An exact copy of all the records is the expected answer.

== Data shown ==
- - -

//! Integration tests for magic-link sign-in
//!
//! A signed-in user's id doubles as their player id, so once a profile is
//! provisioned under that id the user can form teams.

use pickle_cup::auth::{AuthError, AuthManager, MemoryMailer};
use pickle_cup::db::MemoryStore;
use pickle_cup::player::Player;
use pickle_cup::team::{NewTeam, TeamError, TeamManager};
use std::sync::Arc;

const SECRET: &str = "integration-secret-with-more-than-32-chars";

fn setup() -> (Arc<MemoryStore>, Arc<MemoryMailer>, AuthManager) {
    let store = Arc::new(MemoryStore::new());
    let mailer = Arc::new(MemoryMailer::new());
    let auth = AuthManager::new(
        store.clone(),
        store.clone(),
        mailer.clone(),
        SECRET.to_string(),
        "https://cup.test/auth/callback".to_string(),
    );
    (store, mailer, auth)
}

#[tokio::test]
async fn test_signed_in_user_needs_profile_to_form_team() {
    let (store, mailer, auth) = setup();
    let teams = TeamManager::new(store.clone(), store.clone());
    store.seed_player("Jamie", None, Some("jamie"));

    auth.sign_in_with_magic_link("toni@example.com").await.unwrap();
    let token = mailer.last_token_for("toni@example.com").unwrap();
    let session = auth.verify_magic_link(&token).await.unwrap();
    let user_id = session.user.id;

    let request = NewTeam {
        name: "Kitchen Sync".to_string(),
        partner_username: "jamie".to_string(),
    };
    let err = teams
        .create_team(user_id, request.clone())
        .await
        .unwrap_err();
    assert!(matches!(err, TeamError::ProfileRequired));

    store.insert_player(Player {
        id: user_id,
        first_name: "Toni".to_string(),
        last_name: None,
        username: Some("toni".to_string()),
    });
    let team = teams.create_team(user_id, request).await.unwrap();
    assert_eq!(team.player1_id, user_id);

    let mine = teams.teams_for_player(user_id).await.unwrap();
    assert_eq!(mine.len(), 1);
    assert_eq!(mine[0].name, "Kitchen Sync");
}

#[tokio::test]
async fn test_tampered_token_is_not_a_user() {
    let (_store, mailer, auth) = setup();
    auth.sign_in_with_magic_link("max@example.com").await.unwrap();
    let token = mailer.last_token_for("max@example.com").unwrap();
    let session = auth.verify_magic_link(&token).await.unwrap();

    let mut tampered = session.access_token.clone();
    tampered.push('x');
    assert!(auth.get_current_user(&tampered).await.unwrap().is_none());
    assert!(matches!(
        auth.verify_access_token(&tampered),
        Err(AuthError::JwtError(_))
    ));
}

#[tokio::test]
async fn test_bad_email_sends_nothing() {
    let (_store, mailer, auth) = setup();
    let err = auth.sign_in_with_magic_link("not-an-email").await.unwrap_err();
    assert!(matches!(err, AuthError::InvalidEmail));
    assert!(mailer.sent().is_empty());
}

#[tokio::test]
async fn test_unknown_token_is_invalid() {
    let (_store, _mailer, auth) = setup();
    let err = auth.verify_magic_link("deadbeef").await.unwrap_err();
    assert!(matches!(err, AuthError::InvalidMagicLink));
}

- - -

== Task output ==
//! Integration tests for magic-link sign-in
//!
//! A signed-in user's id doubles as their player id, so once a profile is
//! provisioned under that id the user can form teams.

use pickle_cup::auth::{AuthError, AuthManager, MemoryMailer};
use pickle_cup::db::MemoryStore;
use pickle_cup::player::Player;
use pickle_cup::team::{NewTeam, TeamError, TeamManager};
use std::sync::Arc;

const SECRET: &str = "integration-secret-with-more-than-32-chars";

fn setup() -> (Arc<MemoryStore>, Arc<MemoryMailer>, AuthManager) {
    let store = Arc::new(MemoryStore::new());
    let mailer = Arc::new(MemoryMailer::new());
    let auth = AuthManager::new(
        store.clone(),
        store.clone(),
        mailer.clone(),
        SECRET.to_string(),
        "https://cup.test/auth/callback".to_string(),
    );
    (store, mailer, auth)
}

#[tokio::test]
async fn test_signed_in_user_needs_profile_to_form_team() {
    let (store, mailer, auth) = setup();
    let teams = TeamManager::new(store.clone(), store.clone());
    store.seed_player("Jamie", None, Some("jamie"));

    auth.sign_in_with_magic_link("toni@example.com").await.unwrap();
    let token = mailer.last_token_for("toni@example.com").unwrap();
    let session = auth.verify_magic_link(&token).await.unwrap();
    let user_id = session.user.id;

    let request = NewTeam {
        name: "Kitchen Sync".to_string(),
        partner_username: "jamie".to_string(),
    };
    let err = teams
        .create_team(user_id, request.clone())
        .await
        .unwrap_err();
    assert!(matches!(err, TeamError::ProfileRequired));

    store.insert_player(Player {
        id: user_id,
        first_name: "Toni".to_string(),
        last_name: None,
        username: Some("toni".to_string()),
    });
    let team = teams.create_team(user_id, request).await.unwrap();
    assert_eq!(team.player1_id, user_id);

    let mine = teams.teams_for_player(user_id).await.unwrap();
    assert_eq!(mine.len(), 1);
    assert_eq!(mine[0].name, "Kitchen Sync");
}

#[tokio::test]
async fn test_tampered_token_is_not_a_user() {
    let (_store, mailer, auth) = setup();
    auth.sign_in_with_magic_link("max@example.com").await.unwrap();
    let token = mailer.last_token_for("max@example.com").unwrap();
    let session = auth.verify_magic_link(&token).await.unwrap();

    let mut tampered = session.access_token.clone();
    tampered.push('x');
    assert!(auth.get_current_user(&tampered).await.unwrap().is_none());
    assert!(matches!(
        auth.verify_access_token(&tampered),
        Err(AuthError::JwtError(_))
    ));
}

#[tokio::test]
async fn test_bad_email_sends_nothing() {
    let (_store, mailer, auth) = setup();
    let err = auth.sign_in_with_magic_link("not-an-email").await.unwrap_err();
    assert!(matches!(err, AuthError::InvalidEmail));
    assert!(mailer.sent().is_empty());
}

#[tokio::test]
async fn test_unknown_token_is_invalid() {
    let (_store, _mailer, auth) = setup();
    let err = auth.verify_magic_link("deadbeef").await.unwrap_err();
    assert!(matches!(err, AuthError::InvalidMagicLink));
}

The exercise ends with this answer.